Information shown.
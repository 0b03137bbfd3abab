//! Server-Sent Events decoding for the completion backend's response.
//!
//! Raw bytes are first turned into a lazy stream of UTF-8 text chunks by
//! [`text_chunks`], which carries incomplete multi-byte sequences over to the
//! next chunk. The text is then fed to a [`FrameDecoder`], a two-state machine
//! that splits it into blank-line-delimited [`SseFrame`]s.
//!
//! # SSE Format
//!
//! ```text
//! data: {"choices":[{"delta":{"content":"Par"}}]}
//!
//! : keep-alive comment
//!
//! data: {"choices":[{"delta":{"content":"is"}}]}
//!
//! data: [DONE]
//! ```
//!
//! # Examples
//!
//! ```
//! use citewise::sse::FrameDecoder;
//!
//! let mut decoder = FrameDecoder::new();
//! let frames = decoder.push("data: hel");
//! assert!(frames.is_empty());
//! let frames = decoder.push("lo\n\n");
//! assert_eq!(frames[0].data, "hello");
//! ```

use std::pin::Pin;

use bytes::Bytes;
use futures_util::{Stream, StreamExt};

use crate::error::Result;

/// A boxed stream of raw response bytes.
pub type ByteStream = Pin<Box<dyn Stream<Item = Result<Bytes>> + Send>>;

/// A boxed stream of decoded text chunks.
pub type TextStream = Pin<Box<dyn Stream<Item = Result<String>> + Send>>;

/// One parsed event of the stream.
#[derive(Debug, Clone, PartialEq, Eq)]
pub struct SseFrame {
    /// The event type (from `event:`). `None` if not specified.
    pub event_type: Option<String>,
    /// The `data:` payload. Multiple data lines are joined with `\n`.
    pub data: String,
}

impl SseFrame {
    /// Whether this frame is the `[DONE]` sentinel.
    pub fn is_done(&self) -> bool {
        self.data.trim() == "[DONE]"
    }
}

/// Where the decoder is relative to frame boundaries.
#[derive(Debug, Clone, Copy, Default, PartialEq, Eq)]
pub enum FrameState {
    /// Between frames: no line of the next frame has been seen yet.
    #[default]
    AwaitingFrame,
    /// Inside a frame: at least one line was read, waiting for a blank line.
    ParsingFrame,
}

/// Incremental frame splitter.
///
/// Feed decoded text with [`FrameDecoder::push`] and call
/// [`FrameDecoder::finish`] at end of stream to flush a trailing frame that
/// never got its closing blank line. Both `\n` and `\r\n` line endings work.
#[derive(Debug, Default)]
pub struct FrameDecoder {
    state: FrameState,
    line_buffer: String,
    event_type: Option<String>,
    data_lines: Vec<String>,
}

impl FrameDecoder {
    /// Create a decoder in [`FrameState::AwaitingFrame`].
    pub fn new() -> Self {
        Self::default()
    }

    /// Current state.
    pub fn state(&self) -> FrameState {
        self.state
    }

    /// Push decoded text; returns every frame completed by it.
    pub fn push(&mut self, text: &str) -> Vec<SseFrame> {
        let mut frames = Vec::new();
        let mut rest = text;

        while let Some(newline) = rest.find('\n') {
            self.line_buffer.push_str(&rest[..newline]);
            rest = &rest[newline + 1..];

            let line = std::mem::take(&mut self.line_buffer);
            let line = line.strip_suffix('\r').unwrap_or(&line);
            if let Some(frame) = self.process_line(line) {
                frames.push(frame);
            }
        }
        self.line_buffer.push_str(rest);

        frames
    }

    /// Flush at end of stream.
    pub fn finish(&mut self) -> Option<SseFrame> {
        if !self.line_buffer.is_empty() {
            let line = std::mem::take(&mut self.line_buffer);
            let line = line.strip_suffix('\r').unwrap_or(&line);
            self.process_line(line);
        }
        self.end_frame()
    }

    fn process_line(&mut self, line: &str) -> Option<SseFrame> {
        if line.is_empty() {
            return match self.state {
                FrameState::AwaitingFrame => None,
                FrameState::ParsingFrame => self.end_frame(),
            };
        }

        self.state = FrameState::ParsingFrame;

        // Comment line
        if line.starts_with(':') {
            return None;
        }

        if let Some((field, value)) = parse_field(line) {
            match field {
                "data" => self.data_lines.push(value.to_string()),
                "event" => self.event_type = Some(value.to_string()),
                _ => {}
            }
        }
        None
    }

    /// Close the current frame. Frames without data (comment-only,
    /// keep-alives) produce nothing.
    fn end_frame(&mut self) -> Option<SseFrame> {
        self.state = FrameState::AwaitingFrame;
        let event_type = self.event_type.take();
        if self.data_lines.is_empty() {
            return None;
        }
        let data = self.data_lines.join("\n");
        self.data_lines.clear();
        Some(SseFrame { event_type, data })
    }
}

/// Parse a line into (field, value). A single leading space is stripped.
fn parse_field(line: &str) -> Option<(&str, &str)> {
    let (field, value) = line.split_once(':')?;
    Some((field, value.strip_prefix(' ').unwrap_or(value)))
}

/// Parse a complete SSE body into frames.
pub fn parse_frames(text: &str) -> Vec<SseFrame> {
    let mut decoder = FrameDecoder::new();
    let mut frames = decoder.push(text);
    frames.extend(decoder.finish());
    frames
}

/// Incremental UTF-8 decoder.
///
/// Bytes of a multi-byte sequence split across chunks are held back until
/// the rest arrives. Invalid sequences decode to U+FFFD.
#[derive(Debug, Default)]
pub struct Utf8Decoder {
    pending: Vec<u8>,
}

impl Utf8Decoder {
    /// Create an empty decoder.
    pub fn new() -> Self {
        Self::default()
    }

    /// Decode as much of `pending + chunk` as is complete.
    pub fn decode(&mut self, chunk: &[u8]) -> String {
        self.pending.extend_from_slice(chunk);
        let mut out = String::new();
        let mut consumed = 0;

        loop {
            let rest = &self.pending[consumed..];
            match std::str::from_utf8(rest) {
                Ok(valid) => {
                    out.push_str(valid);
                    consumed = self.pending.len();
                    break;
                }
                Err(err) => {
                    let valid_up_to = err.valid_up_to();
                    out.push_str(&String::from_utf8_lossy(&rest[..valid_up_to]));
                    match err.error_len() {
                        Some(bad) => {
                            out.push(char::REPLACEMENT_CHARACTER);
                            consumed += valid_up_to + bad;
                        }
                        None => {
                            // Incomplete sequence at the end: wait for more.
                            consumed += valid_up_to;
                            break;
                        }
                    }
                }
            }
        }

        self.pending.drain(..consumed);
        out
    }

    /// Flush at end of stream. A dangling partial sequence becomes U+FFFD.
    pub fn finish(&mut self) -> String {
        if self.pending.is_empty() {
            return String::new();
        }
        let out = String::from_utf8_lossy(&self.pending).into_owned();
        self.pending.clear();
        out
    }
}

/// Turn a byte stream into a lazy, single-pass stream of text chunks.
///
/// Empty decodes (a chunk holding only the start of a multi-byte sequence)
/// are not emitted. Transport errors are passed through as-is.
pub fn text_chunks(bytes: ByteStream) -> TextStream {
    let stream = futures_util::stream::unfold(
        ChunkState {
            bytes,
            decoder: Utf8Decoder::new(),
            done: false,
        },
        |mut state| async move {
            loop {
                if state.done {
                    return None;
                }
                match state.bytes.next().await {
                    Some(Ok(chunk)) => {
                        let text = state.decoder.decode(&chunk);
                        if !text.is_empty() {
                            return Some((Ok(text), state));
                        }
                    }
                    Some(Err(err)) => {
                        state.done = true;
                        return Some((Err(err), state));
                    }
                    None => {
                        state.done = true;
                        let tail = state.decoder.finish();
                        if !tail.is_empty() {
                            return Some((Ok(tail), state));
                        }
                    }
                }
            }
        },
    );
    Box::pin(stream)
}

struct ChunkState {
    bytes: ByteStream,
    decoder: Utf8Decoder,
    done: bool,
}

Problem requirements.
Each record, exactly as written, is to be printed again.

Completed task.
repository 0b03137bbfd3abab
//! Server-Sent Events decoding for the completion backend's response.
//!
//! Raw bytes are first turned into a lazy stream of UTF-8 text chunks by
//! [`text_chunks`], which carries incomplete multi-byte sequences over to the
//! next chunk. The text is then fed to a [`FrameDecoder`], a two-state machine
//! that splits it into blank-line-delimited [`SseFrame`]s.
//!
//! # SSE Format
//!
//! ```text
//! data: {"choices":[{"delta":{"content":"Par"}}]}
//!
//! : keep-alive comment
//!
//! data: {"choices":[{"delta":{"content":"is"}}]}
//!
//! data: [DONE]
//! ```
//!
//! # Examples
//!
//! ```
//! use citewise::sse::FrameDecoder;
//!
//! let mut decoder = FrameDecoder::new();
//! let frames = decoder.push("data: hel");
//! assert!(frames.is_empty());
//! let frames = decoder.push("lo\n\n");
//! assert_eq!(frames[0].data, "hello");
//! ```

use std::pin::Pin;

use bytes::Bytes;
use futures_util::{Stream, StreamExt};

use crate::error::Result;

/// A boxed stream of raw response bytes.
pub type ByteStream = Pin<Box<dyn Stream<Item = Result<Bytes>> + Send>>;

/// A boxed stream of decoded text chunks.
pub type TextStream = Pin<Box<dyn Stream<Item = Result<String>> + Send>>;

/// One parsed event of the stream.
#[derive(Debug, Clone, PartialEq, Eq)]
pub struct SseFrame {
    /// The event type (from `event:`). `None` if not specified.
    pub event_type: Option<String>,
    /// The `data:` payload. Multiple data lines are joined with `\n`.
    pub data: String,
}

impl SseFrame {
    /// Whether this frame is the `[DONE]` sentinel.
    pub fn is_done(&self) -> bool {
        self.data.trim() == "[DONE]"
    }
}

/// Where the decoder is relative to frame boundaries.
#[derive(Debug, Clone, Copy, Default, PartialEq, Eq)]
pub enum FrameState {
    /// Between frames: no line of the next frame has been seen yet.
    #[default]
    AwaitingFrame,
    /// Inside a frame: at least one line was read, waiting for a blank line.
    ParsingFrame,
}

/// Incremental frame splitter.
///
/// Feed decoded text with [`FrameDecoder::push`] and call
/// [`FrameDecoder::finish`] at end of stream to flush a trailing frame that
/// never got its closing blank line. Both `\n` and `\r\n` line endings work.
#[derive(Debug, Default)]
pub struct FrameDecoder {
    state: FrameState,
    line_buffer: String,
    event_type: Option<String>,
    data_lines: Vec<String>,
}

impl FrameDecoder {
    /// Create a decoder in [`FrameState::AwaitingFrame`].
    pub fn new() -> Self {
        Self::default()
    }

    /// Current state.
    pub fn state(&self) -> FrameState {
        self.state
    }

    /// Push decoded text; returns every frame completed by it.
    pub fn push(&mut self, text: &str) -> Vec<SseFrame> {
        let mut frames = Vec::new();
        let mut rest = text;

        while let Some(newline) = rest.find('\n') {
            self.line_buffer.push_str(&rest[..newline]);
            rest = &rest[newline + 1..];

            let line = std::mem::take(&mut self.line_buffer);
            let line = line.strip_suffix('\r').unwrap_or(&line);
            if let Some(frame) = self.process_line(line) {
                frames.push(frame);
            }
        }
        self.line_buffer.push_str(rest);

        frames
    }

    /// Flush at end of stream.
    pub fn finish(&mut self) -> Option<SseFrame> {
        if !self.line_buffer.is_empty() {
            let line = std::mem::take(&mut self.line_buffer);
            let line = line.strip_suffix('\r').unwrap_or(&line);
            self.process_line(line);
        }
        self.end_frame()
    }

    fn process_line(&mut self, line: &str) -> Option<SseFrame> {
        if line.is_empty() {
            return match self.state {
                FrameState::AwaitingFrame => None,
                FrameState::ParsingFrame => self.end_frame(),
            };
        }

        self.state = FrameState::ParsingFrame;

        // Comment line
        if line.starts_with(':') {
            return None;
        }

        if let Some((field, value)) = parse_field(line) {
            match field {
                "data" => self.data_lines.push(value.to_string()),
                "event" => self.event_type = Some(value.to_string()),
                _ => {}
            }
        }
        None
    }

    /// Close the current frame. Frames without data (comment-only,
    /// keep-alives) produce nothing.
    fn end_frame(&mut self) -> Option<SseFrame> {
        self.state = FrameState::AwaitingFrame;
        let event_type = self.event_type.take();
        if self.data_lines.is_empty() {
            return None;
        }
        let data = self.data_lines.join("\n");
        self.data_lines.clear();
        Some(SseFrame { event_type, data })
    }
}

/// Parse a line into (field, value). A single leading space is stripped.
fn parse_field(line: &str) -> Option<(&str, &str)> {
    let (field, value) = line.split_once(':')?;
    Some((field, value.strip_prefix(' ').unwrap_or(value)))
}

/// Parse a complete SSE body into frames.
pub fn parse_frames(text: &str) -> Vec<SseFrame> {
    let mut decoder = FrameDecoder::new();
    let mut frames = decoder.push(text);
    frames.extend(decoder.finish());
    frames
}

/// Incremental UTF-8 decoder.
///
/// Bytes of a multi-byte sequence split across chunks are held back until
/// the rest arrives. Invalid sequences decode to U+FFFD.
#[derive(Debug, Default)]
pub struct Utf8Decoder {
    pending: Vec<u8>,
}

impl Utf8Decoder {
    /// Create an empty decoder.
    pub fn new() -> Self {
        Self::default()
    }

    /// Decode as much of `pending + chunk` as is complete.
    pub fn decode(&mut self, chunk: &[u8]) -> String {
        self.pending.extend_from_slice(chunk);
        let mut out = String::new();
        let mut consumed = 0;

        loop {
            let rest = &self.pending[consumed..];
            match std::str::from_utf8(rest) {
                Ok(valid) => {
                    out.push_str(valid);
                    consumed = self.pending.len();
                    break;
                }
                Err(err) => {
                    let valid_up_to = err.valid_up_to();
                    out.push_str(&String::from_utf8_lossy(&rest[..valid_up_to]));
                    match err.error_len() {
                        Some(bad) => {
                            out.push(char::REPLACEMENT_CHARACTER);
                            consumed += valid_up_to + bad;
                        }
                        None => {
                            // Incomplete sequence at the end: wait for more.
                            consumed += valid_up_to;
                            break;
                        }
                    }
                }
            }
        }

        self.pending.drain(..consumed);
        out
    }

    /// Flush at end of stream. A dangling partial sequence becomes U+FFFD.
    pub fn finish(&mut self) -> String {
        if self.pending.is_empty() {
            return String::new();
        }
        let out = String::from_utf8_lossy(&self.pending).into_owned();
        self.pending.clear();
        out
    }
}

/// Turn a byte stream into a lazy, single-pass stream of text chunks.
///
/// Empty decodes (a chunk holding only the start of a multi-byte sequence)
/// are not emitted. Transport errors are passed through as-is.
pub fn text_chunks(bytes: ByteStream) -> TextStream {
    let stream = futures_util::stream::unfold(
        ChunkState {
            bytes,
            decoder: Utf8Decoder::new(),
            done: false,
        },
        |mut state| async move {
            loop {
                if state.done {
                    return None;
                }
                match state.bytes.next().await {
                    Some(Ok(chunk)) => {
                        let text = state.decoder.decode(&chunk);
                        if !text.is_empty() {
                            return Some((Ok(text), state));
                        }
                    }
                    Some(Err(err)) => {
                        state.done = true;
                        return Some((Err(err), state));
                    }
                    None => {
                        state.done = true;
                        let tail = state.decoder.finish();
                        if !tail.is_empty() {
                            return Some((Ok(tail), state));
                        }
                    }
                }
            }
        },
    );
    Box::pin(stream)
}

struct ChunkState {
    bytes: ByteStream,
    decoder: Utf8Decoder,
    done: bool,
}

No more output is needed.